Its proposal for a rule is limited to insured depository institutions with more than two million deposit accounts. According to the proposal, these institutions should have to maintain complete and accurate data on each depositor. Furthermore, the FDIC wants to require them to ensure that their information technology systems are capable of calculating the amount of insured money for each depositor within 24 hours of any failure.

The FDIC believes that timely access to insured deposits is crucial to the maintainance of public confidence in the banking system and wants to "bolster the FDIC's ability to provide depositors at banks with a large number of deposit accounts [with] the same rapid access to their insured funds in the case of a failure as the FDIC does in smaller resolutions."

The FDIC is required to provide depositors with access to their insured accounts as soon as possible after an institution fails. Typically, this money is available by the next business day. However, for a bank with a large number of deposit accounts, payments might be delayed if the bank's records are unclear or incomplete, making it difficult to determine what is insured and what is not. A failed bank with many deposit systems, or a sudden failure with little advance notice, could muddy the waters considerably.

The FDIC issued an advanced notice of proposed rulemaking on deposit account recordkeeping for institutions with a large number of deposit accounts in April 2015 to solicit public comment. That feedback helped shape the current proposal. The regulator will accept comments on the proposal for 90 days after it is published in the Federal Register.

The notice adds: "The 36 institutions projected to be covered by the proposed rule each hold between 2 million and 85 million deposit accounts. Requiring the covered institutions to enhance their deposit account data and upgrade their IT systems so that the FDIC can perform the deposit insurance determination on all of their deposit accounts without a data transfer would address many of these issues."

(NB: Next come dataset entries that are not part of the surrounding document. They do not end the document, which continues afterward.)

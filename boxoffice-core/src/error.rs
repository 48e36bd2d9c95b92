//! Error types for box office operations.
//!
//! Two classes of failure: precondition violations (caller error, state
//! untouched) and invariant violations (internal bug signal, operation
//! aborted without partial commit). Both are reported synchronously;
//! nothing is retried automatically.

use crate::payments::RailError;
use thiserror::Error;

/// Failure modes of the box office operations.
#[derive(Debug, Error)]
pub enum OfficeError {
    /// The caller is not the administrator.
    #[error("access denied: caller is not the administrator")]
    AccessDenied,

    /// The event date is not strictly in the future.
    #[error("event date must be in the future")]
    InvalidSchedule,

    /// No event with the given identifier exists.
    #[error("event not found")]
    EventNotFound,

    /// The requested registration status equals the current one.
    #[error("registration status is unchanged")]
    NoStatusChange,

    /// The event's organizer tried to buy a ticket to their own event.
    #[error("the organizer cannot buy a ticket to their own event")]
    OrganizerCannotBuyTicket,

    /// The caller already holds a ticket for this event.
    #[error("caller already holds a ticket for this event")]
    TicketAlreadyExists,

    /// The event date has been reached; purchases are barred.
    #[error("the event date has passed")]
    PassedEventDate,

    /// Ticket registration is paused.
    #[error("ticket registration is paused")]
    EventPaused,

    /// The event is at capacity.
    #[error("no tickets left")]
    SoldOutTickets,

    /// The presented payment does not cover the ticket price.
    #[error("payment of {supplied} does not cover the ticket price of {required}")]
    NotEnoughFunds { required: u64, supplied: u64 },

    /// The caller holds no ticket for this event.
    #[error("caller holds no ticket for this event")]
    TicketNotFound,

    /// The cancellation deadline has been reached.
    #[error("the refund window has closed")]
    RefundWindowClosed,

    /// The event identifier is the empty string.
    #[error("event identifier must not be empty")]
    EmptyIdentifier,

    /// A purchase or cancellation re-entered while one was in flight.
    #[error("a purchase or cancellation is already in flight")]
    ReentrantCall,

    /// The payment rail refused or failed a transfer; the operation was
    /// rolled back.
    #[error("payment rail: {0}")]
    Payment(#[from] RailError),

    /// Internal invariant violated. Signals a logic defect, not caller
    /// misuse.
    #[error("invariant violated: {0}")]
    Invariant(&'static str),
}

The FDIC aims to require banks to maintain necessary depositor information on the beneficial owners of pass-through deposit accounts. Some banks expressed a desire to preserve the status quo (the maintenance of the information off-site in the deposit broker's or other agent's records) during the consultation but the FDIC is not in the mood to preserve the status quo. It adds: "For example, the volume of pass-through accounts for which beneficial ownership information would be unavailable in the covered institution's records at failure [sic] could far exceed the number of accounts handled in any of the FDIC's previous resolutions. Moreover, some of these pass-through accounts could be transactional in nature. Depositors may require immediate access to deposit accounts insured on a pass-through basis such as brokered money market demand account (MMDA) funds, transaction account s(including both negotiable order-of-withdrawal (NOW) accounts and demand deposit accounts offered by a financial intermediary) and certain types of prepaid cards. If funds in these transactional accounts are not available when the bridge bank or another assuming institution opens the next business day, then outstanding items could be returned unpaid and affected depositors might not have immediate access to their funds. This proposal does not aim to directly address this challenge, but instead would cause covered institutions to identify and report such accounts so that they can be further considered."